■ **TASK INPUTS**:

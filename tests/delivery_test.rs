use chrono::{Datelike, NaiveDate, NaiveDateTime, NaiveTime, Weekday};
use talho::delivery::DeliverySchedule;

fn at(day: u32, hour: u32, minute: u32) -> NaiveDateTime {
    // October 2024; the 14th is a Monday
    NaiveDate::from_ymd_opt(2024, 10, day)
        .unwrap()
        .and_hms_opt(hour, minute, 0)
        .unwrap()
}

#[test]
fn offers_a_week_of_hourly_slots_after_the_lead_time() {
    let slots = DeliverySchedule::default().slots(at(14, 8, 0));

    // Monday from 10:00 (8 slots), Tuesday to Saturday full days (5 x 9)
    assert_eq!(slots.len(), 8 + 5 * 9);
    assert!(slots.iter().all(|s| s.date.weekday() != Weekday::Sun));

    let first = &slots[0];
    assert_eq!(first.id(), "2024-10-14T10:00");
    assert_eq!(first.label(), "Seg 14/10, 10:00 - 11:00");

    let last = slots.last().unwrap();
    assert_eq!(last.date, NaiveDate::from_ymd_opt(2024, 10, 19).unwrap());
    assert_eq!(last.end, NaiveTime::from_hms_opt(18, 0, 0).unwrap());
    assert_eq!(last.label(), "Sáb 19/10, 17:00 - 18:00");
}

#[test]
fn late_orders_start_the_next_day() {
    let slots = DeliverySchedule::default().slots(at(14, 17, 0));
    assert_eq!(slots[0].label(), "Ter 15/10, 09:00 - 10:00");
}

#[test]
fn slots_are_chronological() {
    let slots = DeliverySchedule::default().slots(at(16, 11, 30));
    let starts: Vec<_> = slots.iter().map(|s| s.date.and_time(s.start)).collect();
    let mut sorted = starts.clone();
    sorted.sort();
    assert_eq!(starts, sorted);
    // 13:30 lead boundary: the 13:00 slot is gone, 14:00 is the first
    assert_eq!(slots[0].id(), "2024-10-16T14:00");
}

#[test]
fn custom_schedule() {
    let schedule = DeliverySchedule {
        slot_minutes: 90,
        lead_minutes: 0,
        days_ahead: 1,
        closed_days: vec![],
        ..DeliverySchedule::default()
    };
    let slots = schedule.slots(at(20, 0, 0));
    // 09:00-10:30 ... 15:00-16:30; 16:30-18:00 also fits
    let ids: Vec<_> = slots.iter().map(|s| s.id()).collect();
    assert_eq!(
        ids,
        vec![
            "2024-10-20T09:00",
            "2024-10-20T10:30",
            "2024-10-20T12:00",
            "2024-10-20T13:30",
            "2024-10-20T15:00",
            "2024-10-20T16:30",
        ]
    );

    let none = DeliverySchedule {
        slot_minutes: 0,
        ..DeliverySchedule::default()
    };
    assert!(none.slots(at(14, 8, 0)).is_empty());
}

■ **DIRECTIONS**:
Please give the material above once more, unchanged.

■ **RESPONSE TO THE TASK**:
filename tests/delivery_test.rs
use chrono::{Datelike, NaiveDate, NaiveDateTime, NaiveTime, Weekday};
use talho::delivery::DeliverySchedule;

fn at(day: u32, hour: u32, minute: u32) -> NaiveDateTime {
    // October 2024; the 14th is a Monday
    NaiveDate::from_ymd_opt(2024, 10, day)
        .unwrap()
        .and_hms_opt(hour, minute, 0)
        .unwrap()
}

#[test]
fn offers_a_week_of_hourly_slots_after_the_lead_time() {
    let slots = DeliverySchedule::default().slots(at(14, 8, 0));

    // Monday from 10:00 (8 slots), Tuesday to Saturday full days (5 x 9)
    assert_eq!(slots.len(), 8 + 5 * 9);
    assert!(slots.iter().all(|s| s.date.weekday() != Weekday::Sun));

    let first = &slots[0];
    assert_eq!(first.id(), "2024-10-14T10:00");
    assert_eq!(first.label(), "Seg 14/10, 10:00 - 11:00");

    let last = slots.last().unwrap();
    assert_eq!(last.date, NaiveDate::from_ymd_opt(2024, 10, 19).unwrap());
    assert_eq!(last.end, NaiveTime::from_hms_opt(18, 0, 0).unwrap());
    assert_eq!(last.label(), "Sáb 19/10, 17:00 - 18:00");
}

#[test]
fn late_orders_start_the_next_day() {
    let slots = DeliverySchedule::default().slots(at(14, 17, 0));
    assert_eq!(slots[0].label(), "Ter 15/10, 09:00 - 10:00");
}

#[test]
fn slots_are_chronological() {
    let slots = DeliverySchedule::default().slots(at(16, 11, 30));
    let starts: Vec<_> = slots.iter().map(|s| s.date.and_time(s.start)).collect();
    let mut sorted = starts.clone();
    sorted.sort();
    assert_eq!(starts, sorted);
    // 13:30 lead boundary: the 13:00 slot is gone, 14:00 is the first
    assert_eq!(slots[0].id(), "2024-10-16T14:00");
}

#[test]
fn custom_schedule() {
    let schedule = DeliverySchedule {
        slot_minutes: 90,
        lead_minutes: 0,
        days_ahead: 1,
        closed_days: vec![],
        ..DeliverySchedule::default()
    };
    let slots = schedule.slots(at(20, 0, 0));
    // 09:00-10:30 ... 15:00-16:30; 16:30-18:00 also fits
    let ids: Vec<_> = slots.iter().map(|s| s.id()).collect();
    assert_eq!(
        ids,
        vec![
            "2024-10-20T09:00",
            "2024-10-20T10:30",
            "2024-10-20T12:00",
            "2024-10-20T13:30",
            "2024-10-20T15:00",
            "2024-10-20T16:30",
        ]
    );

    let none = DeliverySchedule {
        slot_minutes: 0,
        ..DeliverySchedule::default()
    };
    assert!(none.slots(at(14, 8, 0)).is_empty());
}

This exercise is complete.